Delegates may be an unfamiliar concept to the average Visual Basic developer. In essence, delegates are function pointers: They encapsulate method calls to other objects. Delegates are described by the parameters they accept and the value type they return. In other words, you can declare a delegate that will map to a method call that takes an integer and a single and returns a string:

public delegate myDelegate(value1 As Integer, value2 As Single) As String 

To use the delegate, you would declare a variable that references the delegate like this:

Dim myCallback As myDelegate = New myDelegate(obj.SomeMethod) 

If the SomeMethod method that you reference has a function signature that matches the definition of myDelegate, you are home free, otherwise an error will be raised.

One of the powerful capabilities of a delegate is its ability to perform its function pointing in a late bound fashion. You can use the preceding delegate to map to any method that follows the parameter and return type signature; you don't need to explicitly make a tie between the delegate and a specific function at design time.

Delegates are defined throughout the Framework Class Library namespaces and fulfill a variety of different tasks, most associated with implementing designs regarding callbacks and event processing.

Interfaces

An interface is most commonly described as a contract. If you implement an interface, you are essentially entering into a contract with all other components that exist that says, "I agree to provide the following functionality in the following manner forever and ever...." Interfaces can have methods and properties just like classes.

You can implement interfaces defined in the Framework Class Library by using the Implements keyword:

Public Class Class1 
   Implements IDisposable 
   Public Sub Finalize() Implements IDisposable.Dispose 
. 
. 
. 
   End Sub 
End Class 

This code snippet shows a class implementing the IDisposable interface.

Back when we talked about inheritance and code reuse in Chapter 3, we said that interfaces provide a good structure for implementing code belonging to a class that isn't necessarily "logically" related to our core class.

This kind of code reuse keeps our class hierarchies from becoming cluttered with seemingly random inheritance relationships.

NOTE

There are some design considerations to think about when deciding between class inheritance and interface implementation. For instance, because interfaces are meant to be binding and perpetual contracts, they can't (or shouldn't) be changed. Implementing code in an interface that is likely to change, such as business rules, leads to a very brittle architecture. You don't have this concern with class inheritance because methods and properties can always be added to a base class without "breaking" its descendant classes.

Enumerations

An enumeration is essentially a named constant—it is an aid to developer productivity because it allows you to reference values using a recognizable name.
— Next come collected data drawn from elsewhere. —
//! Batch reordering
//!
//! Applies a drag-and-drop result to one curriculum: every section and item
//! named in the request gets its new position, or none does. The response is
//! re-read from storage after the commit rather than echoed from the request.

use crate::database::{CurriculumDetail, ReorderRequest, Repository};
use crate::error::{AppError, Result, ValidationIssue};
use crate::services::progress;
use std::collections::HashSet;

/// Coordinates validation, the transactional write and the fresh read-back
#[derive(Clone)]
pub struct ReorderCoordinator {
    repo: Repository,
}

impl ReorderCoordinator {
    pub fn new(repo: Repository) -> Self {
        Self { repo }
    }

    /// Reposition sections and items of `curriculum_id`.
    ///
    /// Positions are written exactly as given; entities missing from the
    /// request keep their current position.
    pub async fn reorder(
        &self,
        curriculum_id: i64,
        req: &ReorderRequest,
    ) -> Result<CurriculumDetail> {
        tracing::info!(
            "Reordering curriculum {} ({} sections)",
            curriculum_id,
            req.sections.len()
        );

        check_shape(req)?;

        let written = self.repo.apply_positions(curriculum_id, req).await?;
        tracing::debug!("Reorder of curriculum {} wrote {} rows", curriculum_id, written);

        let tree = self.repo.load_tree(curriculum_id).await?;
        Ok(progress::assemble_detail(tree))
    }
}

/// Reject requests that name the same entity twice; its target position
/// would be ambiguous.
fn check_shape(req: &ReorderRequest) -> Result<()> {
    let mut issues = Vec::new();
    let mut seen_sections = HashSet::new();
    let mut seen_items = HashSet::new();

    for (section_index, section) in req.sections.iter().enumerate() {
        if !seen_sections.insert(section.id) {
            issues.push(ValidationIssue::new(
                format!("sections[{}].id", section_index),
                format!("Section {} is listed more than once", section.id),
            ));
        }
        for (item_index, item) in section.items.iter().enumerate() {
            if !seen_items.insert(item.id) {
                issues.push(ValidationIssue::new(
                    format!("sections[{}].items[{}].id", section_index, item_index),
                    format!("Item {} is listed more than once", item.id),
                ));
            }
        }
    }

    if issues.is_empty() {
        Ok(())
    } else {
        Err(AppError::Validation(issues))
    }
}

#[cfg(test)]
mod tests {
    use super::*;
    use crate::database::{
        create_memory_pool, CreateCurriculumRequest, CreateItemRequest, CreateSectionRequest,
        ItemPlacement, ItemStatus, SectionPlacement,
    };

    struct Fixture {
        repo: Repository,
        coordinator: ReorderCoordinator,
        curriculum_id: i64,
        sections: Vec<i64>,
        items: Vec<Vec<i64>>,
    }

    /// Curriculum with two sections of two items each
    async fn fixture() -> Fixture {
        let repo = Repository::new(create_memory_pool().await.unwrap());
        let curriculum = repo
            .create_curriculum(&CreateCurriculumRequest {
                title: "Landscape".to_string(),
                ..Default::default()
            })
            .await
            .unwrap();

        let mut sections = Vec::new();
        let mut items = Vec::new();
        for title in ["Values", "Edges"] {
            let section = repo
                .create_section(
                    curriculum.id,
                    &CreateSectionRequest {
                        title: title.to_string(),
                        description: None,
                    },
                )
                .await
                .unwrap();
            let mut ids = Vec::new();
            for (n, status) in [ItemStatus::Completed, ItemStatus::NotStarted]
                .into_iter()
                .enumerate()
            {
                let item = repo
                    .create_item(
                        section.id,
                        &CreateItemRequest {
                            title: format!("{title} {n}"),
                            status,
                            ..Default::default()
                        },
                    )
                    .await
                    .unwrap();
                ids.push(item.id);
            }
            sections.push(section.id);
            items.push(ids);
        }

        Fixture {
            coordinator: ReorderCoordinator::new(repo.clone()),
            repo,
            curriculum_id: curriculum.id,
            sections,
            items,
        }
    }

    fn placement(id: i64, sort_order: i64, items: &[(i64, i64)]) -> SectionPlacement {
        SectionPlacement {
            id,
            sort_order,
            items: items
                .iter()
                .map(|&(id, sort_order)| ItemPlacement { id, sort_order })
                .collect(),
        }
    }

    #[tokio::test]
    async fn test_reorder_swaps_sections_and_items() {
        let f = fixture().await;
        let (a, b) = (f.sections[0], f.sections[1]);
        let req = ReorderRequest {
            sections: vec![
                placement(a, 1, &[(f.items[0][0], 1), (f.items[0][1], 0)]),
                placement(b, 0, &[]),
            ],
        };

        let detail = f.coordinator.reorder(f.curriculum_id, &req).await.unwrap();

        let order: Vec<i64> = detail.sections.iter().map(|s| s.section.id).collect();
        assert_eq!(order, vec![b, a]);
        let moved: Vec<i64> = detail.sections[1].items.iter().map(|i| i.id).collect();
        assert_eq!(moved, vec![f.items[0][1], f.items[0][0]]);
        assert_eq!(detail.sections[1].progress, 50);
    }

    #[tokio::test]
    async fn test_item_under_wrong_section_changes_nothing() {
        let f = fixture().await;
        let before = f.repo.load_tree(f.curriculum_id).await.unwrap();

        let req = ReorderRequest {
            sections: vec![
                placement(f.sections[0], 1, &[(f.items[0][0], 1)]),
                // item of the first section listed under the second
                placement(f.sections[1], 0, &[(f.items[0][1], 0)]),
            ],
        };

        let err = f
            .coordinator
            .reorder(f.curriculum_id, &req)
            .await
            .unwrap_err();
        match err {
            AppError::Validation(issues) => {
                assert_eq!(issues.len(), 1);
                assert_eq!(issues[0].path, "sections[1].items[0].id");
                assert!(issues[0].message.contains(&f.items[0][1].to_string()));
            }
            other => panic!("unexpected error: {other:?}"),
        }

        let after = f.repo.load_tree(f.curriculum_id).await.unwrap();
        assert_eq!(after, before);
    }

    #[tokio::test]
    async fn test_duplicate_entries_are_rejected() {
        let f = fixture().await;
        let req = ReorderRequest {
            sections: vec![
                placement(f.sections[0], 0, &[]),
                placement(f.sections[0], 1, &[]),
            ],
        };

        let result = f.coordinator.reorder(f.curriculum_id, &req).await;
        assert!(matches!(result, Err(AppError::Validation(_))));
    }

    #[tokio::test]
    async fn test_unknown_curriculum_is_not_found() {
        let f = fixture().await;
        let result = f
            .coordinator
            .reorder(9_999, &ReorderRequest::default())
            .await;

        assert!(matches!(
            result,
            Err(AppError::NotFound {
                entity: "Curriculum",
                ..
            })
        ));
    }

    #[tokio::test]
    async fn test_reorder_is_idempotent() {
        let f = fixture().await;
        let req = ReorderRequest {
            sections: vec![
                placement(f.sections[0], 1, &[(f.items[0][0], 1), (f.items[0][1], 0)]),
                placement(f.sections[1], 0, &[(f.items[1][0], 1), (f.items[1][1], 0)]),
            ],
        };

        let first = f.coordinator.reorder(f.curriculum_id, &req).await.unwrap();
        let second = f.coordinator.reorder(f.curriculum_id, &req).await.unwrap();

        let ids = |d: &CurriculumDetail| -> Vec<(i64, Vec<i64>, u8)> {
            d.sections
                .iter()
                .map(|s| {
                    (
                        s.section.id,
                        s.items.iter().map(|i| i.id).collect(),
                        s.progress,
                    )
                })
                .collect()
        };
        assert_eq!(ids(&first), ids(&second));
    }

    #[tokio::test]
    async fn test_empty_request_returns_current_view() {
        let f = fixture().await;

        let detail = f
            .coordinator
            .reorder(f.curriculum_id, &ReorderRequest::default())
            .await
            .unwrap();

        let order: Vec<i64> = detail.sections.iter().map(|s| s.section.id).collect();
        assert_eq!(order, f.sections);
    }
}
Using enumerations greatly improves code readability and speeds up coding because they provide a way to name or reference a value that maps to one of the underlying data types defined by the CTS. Visual Basic developers should be familiar with the concept of "enums"—the syntax has not changed moving into Visual Basic .NET. The .NET runtime allows enumerations to evaluate to any of the signed or unsigned integer data types that are defined (such as Int32, Int64, and so on).

As far as the Framework class library is concerned, enumerations are in many of the name-spaces. One example of an enumeration in the class library is Appearance, contained in the System.Windows.Forms namespace.

To use an enumeration from your code, simply reference the enumeration's name and the value name that you want to use:

myButton.Appearance=Appearance.Button 

In the preceding code, we use the Appearance enumeration to specify that the button control we are using should take on the "Button" appearance.

Enumerations are derived from the System.Enum class, which means you can reference enumerations in some very cool ways. For instance, you can call the GetValues() method to get an array of all values defined by an enumeration. You can also call the GetNames() method to get an array of all names for the values defined by an enumeration.